The ability to quickly and accurately identify potato (Solanum tuberosum L.) clones is important to potato-breeding programs, seed and commercial potato growers, and marketing and utilization of potato cultivars. Since 1990, the Michigan State University Potato Breeding and Genetics Program has used an isozyme-based fingerprinting system to identify potato cultivars. Isozyme analysis is an economical and effective means of discriminating potato clones; however, isozyme analysis requires fresh, healthy tuber or leaf tissue. DNA-based fingerprinting using simple sequence repeats (SSRs or microsatellites) has been shown to discriminate between potato clones. The objective of this study was to identify the most useful SSR primer pairs that accurately and efficiently distinguish clones for an applied fingerprinting system of cultivated potato. SSR primer pairs with high polymorphism were selected from previous tetraploid potato studies. DNA isolated from 17 potato clones representing round-white, russet, and red market classes were visualized on both polyacrylamide (PAGE) and agarose gel systems. Polymorphism was observed in all 18 primer combinations on PAGE and 14 using agarose gel electrophoresis. All 17 cultivars were discriminated on PAGE with various combinations of two primer pairs: STIIKA using STACCAS3, STIN-HWI, or STM0031; and STACCAS3 using STGBSS1, POTM1-2, STM1104, or STM0031. The combination of STM0019, STM0031, STGBSS1, and POTM1-2 was able to differentiate all 17 clones using agarose gel electrophoresis. PAGE was determined to be the preferred system for variety identification, but agarose gel electrophoresis can be used to differentiate lines when specific varietal comparisons are needed.
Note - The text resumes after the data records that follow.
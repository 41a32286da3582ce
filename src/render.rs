use pulldown_cmark::{Options, Parser, html};

/// Convert markdown (as produced by the summarizer) to an HTML fragment
pub fn markdown_to_html(markdown: &str) -> String {
    let mut options = Options::empty();
    options.insert(Options::ENABLE_TABLES);
    options.insert(Options::ENABLE_STRIKETHROUGH);

    let parser = Parser::new_ext(markdown, options);
    let mut out = String::with_capacity(markdown.len() * 3 / 2);
    html::push_html(&mut out, parser);
    out
}

/// Standalone HTML page for the PDF renderer
pub fn html_document(title: &str, body: &str) -> String {
    format!(
        r#"<!DOCTYPE html>
<html>
<head>
<meta charset="utf-8">
<title>{title}</title>
<style>
body {{ font-family: Helvetica, Arial, sans-serif; font-size: 12pt; line-height: 1.5; margin: 2em; }}
li {{ margin-bottom: 0.25em; }}
</style>
</head>
<body>
{body}</body>
</html>
"#,
        title = html_escape::encode_text(title),
    )
}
In addition, five different DNA source tissue types were evaluated (fresh foliar, freeze-dried foliar, fresh tuber, freeze-dried tuber epidermis, and freeze-dried tuber tissue). Amplification products were similar for all five tissue sources used for DNA isolation. This ability to isolate DNA from freeze-dried tissue will allow cultivar identification when fresh tissue is not available. The SSR primer pairs presented here can be used as a practical fingerprinting system for cultivated potato identification.